About this task: Retype the entire listing, keeping every word as it is.

Exercise data:
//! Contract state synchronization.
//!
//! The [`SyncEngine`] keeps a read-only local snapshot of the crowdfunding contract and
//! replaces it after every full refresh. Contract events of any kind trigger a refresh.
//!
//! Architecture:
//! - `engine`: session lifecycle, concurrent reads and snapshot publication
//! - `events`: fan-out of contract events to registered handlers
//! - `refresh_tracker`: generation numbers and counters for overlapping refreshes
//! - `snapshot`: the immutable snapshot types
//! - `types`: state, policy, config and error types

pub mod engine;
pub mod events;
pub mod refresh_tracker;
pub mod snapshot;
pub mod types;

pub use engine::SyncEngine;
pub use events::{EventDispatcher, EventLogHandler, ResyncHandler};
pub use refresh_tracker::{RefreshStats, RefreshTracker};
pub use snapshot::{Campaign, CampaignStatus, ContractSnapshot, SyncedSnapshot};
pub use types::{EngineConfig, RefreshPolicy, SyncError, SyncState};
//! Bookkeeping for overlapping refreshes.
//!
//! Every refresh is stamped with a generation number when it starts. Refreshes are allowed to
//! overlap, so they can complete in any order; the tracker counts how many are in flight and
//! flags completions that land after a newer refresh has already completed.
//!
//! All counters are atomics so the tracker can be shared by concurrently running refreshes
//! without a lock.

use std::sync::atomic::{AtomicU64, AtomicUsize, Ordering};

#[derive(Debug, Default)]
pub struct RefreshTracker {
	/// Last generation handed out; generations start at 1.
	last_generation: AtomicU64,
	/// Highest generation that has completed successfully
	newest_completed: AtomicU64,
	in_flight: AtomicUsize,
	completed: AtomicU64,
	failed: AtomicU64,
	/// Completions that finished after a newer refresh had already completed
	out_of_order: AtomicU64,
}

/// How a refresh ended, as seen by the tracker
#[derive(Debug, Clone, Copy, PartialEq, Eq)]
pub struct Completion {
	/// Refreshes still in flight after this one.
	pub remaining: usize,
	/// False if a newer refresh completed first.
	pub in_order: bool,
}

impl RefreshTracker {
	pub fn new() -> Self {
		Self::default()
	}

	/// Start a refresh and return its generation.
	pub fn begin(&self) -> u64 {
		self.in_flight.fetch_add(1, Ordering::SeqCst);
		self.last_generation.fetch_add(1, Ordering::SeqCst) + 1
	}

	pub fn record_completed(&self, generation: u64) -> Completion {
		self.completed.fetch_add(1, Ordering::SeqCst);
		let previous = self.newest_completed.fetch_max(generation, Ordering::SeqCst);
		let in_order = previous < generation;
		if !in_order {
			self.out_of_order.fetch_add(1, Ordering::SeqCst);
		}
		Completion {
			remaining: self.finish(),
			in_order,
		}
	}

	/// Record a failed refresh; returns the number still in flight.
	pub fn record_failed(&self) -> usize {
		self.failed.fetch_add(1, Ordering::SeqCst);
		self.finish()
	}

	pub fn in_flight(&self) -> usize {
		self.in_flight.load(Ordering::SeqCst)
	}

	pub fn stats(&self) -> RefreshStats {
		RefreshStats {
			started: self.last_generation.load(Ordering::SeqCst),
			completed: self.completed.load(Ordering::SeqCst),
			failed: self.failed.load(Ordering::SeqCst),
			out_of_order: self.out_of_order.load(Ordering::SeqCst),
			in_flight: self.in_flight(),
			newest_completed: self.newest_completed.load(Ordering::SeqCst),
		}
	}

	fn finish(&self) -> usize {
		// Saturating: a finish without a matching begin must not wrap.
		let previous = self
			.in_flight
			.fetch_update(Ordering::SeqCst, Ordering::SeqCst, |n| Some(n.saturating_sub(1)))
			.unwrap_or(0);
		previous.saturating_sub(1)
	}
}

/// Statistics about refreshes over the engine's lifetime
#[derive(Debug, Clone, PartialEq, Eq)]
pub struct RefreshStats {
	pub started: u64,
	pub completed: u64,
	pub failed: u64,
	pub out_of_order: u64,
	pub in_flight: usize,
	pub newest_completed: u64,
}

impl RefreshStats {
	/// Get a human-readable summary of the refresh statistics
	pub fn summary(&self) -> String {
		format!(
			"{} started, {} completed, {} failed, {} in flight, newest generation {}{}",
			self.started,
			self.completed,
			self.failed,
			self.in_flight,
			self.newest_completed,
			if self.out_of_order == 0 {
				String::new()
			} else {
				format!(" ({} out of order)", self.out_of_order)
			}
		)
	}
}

Task solution:
//! Contract state synchronization.
//!
//! The [`SyncEngine`] keeps a read-only local snapshot of the crowdfunding contract and
//! replaces it after every full refresh. Contract events of any kind trigger a refresh.
//!
//! Architecture:
//! - `engine`: session lifecycle, concurrent reads and snapshot publication
//! - `events`: fan-out of contract events to registered handlers
//! - `refresh_tracker`: generation numbers and counters for overlapping refreshes
//! - `snapshot`: the immutable snapshot types
//! - `types`: state, policy, config and error types

pub mod engine;
pub mod events;
pub mod refresh_tracker;
pub mod snapshot;
pub mod types;

pub use engine::SyncEngine;
pub use events::{EventDispatcher, EventLogHandler, ResyncHandler};
pub use refresh_tracker::{RefreshStats, RefreshTracker};
pub use snapshot::{Campaign, CampaignStatus, ContractSnapshot, SyncedSnapshot};
pub use types::{EngineConfig, RefreshPolicy, SyncError, SyncState};
//! Bookkeeping for overlapping refreshes.
//!
//! Every refresh is stamped with a generation number when it starts. Refreshes are allowed to
//! overlap, so they can complete in any order; the tracker counts how many are in flight and
//! flags completions that land after a newer refresh has already completed.
//!
//! All counters are atomics so the tracker can be shared by concurrently running refreshes
//! without a lock.

use std::sync::atomic::{AtomicU64, AtomicUsize, Ordering};

#[derive(Debug, Default)]
pub struct RefreshTracker {
	/// Last generation handed out; generations start at 1.
	last_generation: AtomicU64,
	/// Highest generation that has completed successfully
	newest_completed: AtomicU64,
	in_flight: AtomicUsize,
	completed: AtomicU64,
	failed: AtomicU64,
	/// Completions that finished after a newer refresh had already completed
	out_of_order: AtomicU64,
}

/// How a refresh ended, as seen by the tracker
#[derive(Debug, Clone, Copy, PartialEq, Eq)]
pub struct Completion {
	/// Refreshes still in flight after this one.
	pub remaining: usize,
	/// False if a newer refresh completed first.
	pub in_order: bool,
}

impl RefreshTracker {
	pub fn new() -> Self {
		Self::default()
	}

	/// Start a refresh and return its generation.
	pub fn begin(&self) -> u64 {
		self.in_flight.fetch_add(1, Ordering::SeqCst);
		self.last_generation.fetch_add(1, Ordering::SeqCst) + 1
	}

	pub fn record_completed(&self, generation: u64) -> Completion {
		self.completed.fetch_add(1, Ordering::SeqCst);
		let previous = self.newest_completed.fetch_max(generation, Ordering::SeqCst);
		let in_order = previous < generation;
		if !in_order {
			self.out_of_order.fetch_add(1, Ordering::SeqCst);
		}
		Completion {
			remaining: self.finish(),
			in_order,
		}
	}

	/// Record a failed refresh; returns the number still in flight.
	pub fn record_failed(&self) -> usize {
		self.failed.fetch_add(1, Ordering::SeqCst);
		self.finish()
	}

	pub fn in_flight(&self) -> usize {
		self.in_flight.load(Ordering::SeqCst)
	}

	pub fn stats(&self) -> RefreshStats {
		RefreshStats {
			started: self.last_generation.load(Ordering::SeqCst),
			completed: self.completed.load(Ordering::SeqCst),
			failed: self.failed.load(Ordering::SeqCst),
			out_of_order: self.out_of_order.load(Ordering::SeqCst),
			in_flight: self.in_flight(),
			newest_completed: self.newest_completed.load(Ordering::SeqCst),
		}
	}

	fn finish(&self) -> usize {
		// Saturating: a finish without a matching begin must not wrap.
		let previous = self
			.in_flight
			.fetch_update(Ordering::SeqCst, Ordering::SeqCst, |n| Some(n.saturating_sub(1)))
			.unwrap_or(0);
		previous.saturating_sub(1)
	}
}

/// Statistics about refreshes over the engine's lifetime
#[derive(Debug, Clone, PartialEq, Eq)]
pub struct RefreshStats {
	pub started: u64,
	pub completed: u64,
	pub failed: u64,
	pub out_of_order: u64,
	pub in_flight: usize,
	pub newest_completed: u64,
}

impl RefreshStats {
	/// Get a human-readable summary of the refresh statistics
	pub fn summary(&self) -> String {
		format!(
			"{} started, {} completed, {} failed, {} in flight, newest generation {}{}",
			self.started,
			self.completed,
			self.failed,
			self.in_flight,
			self.newest_completed,
			if self.out_of_order == 0 {
				String::new()
			} else {
				format!(" ({} out of order)", self.out_of_order)
			}
		)
	}
}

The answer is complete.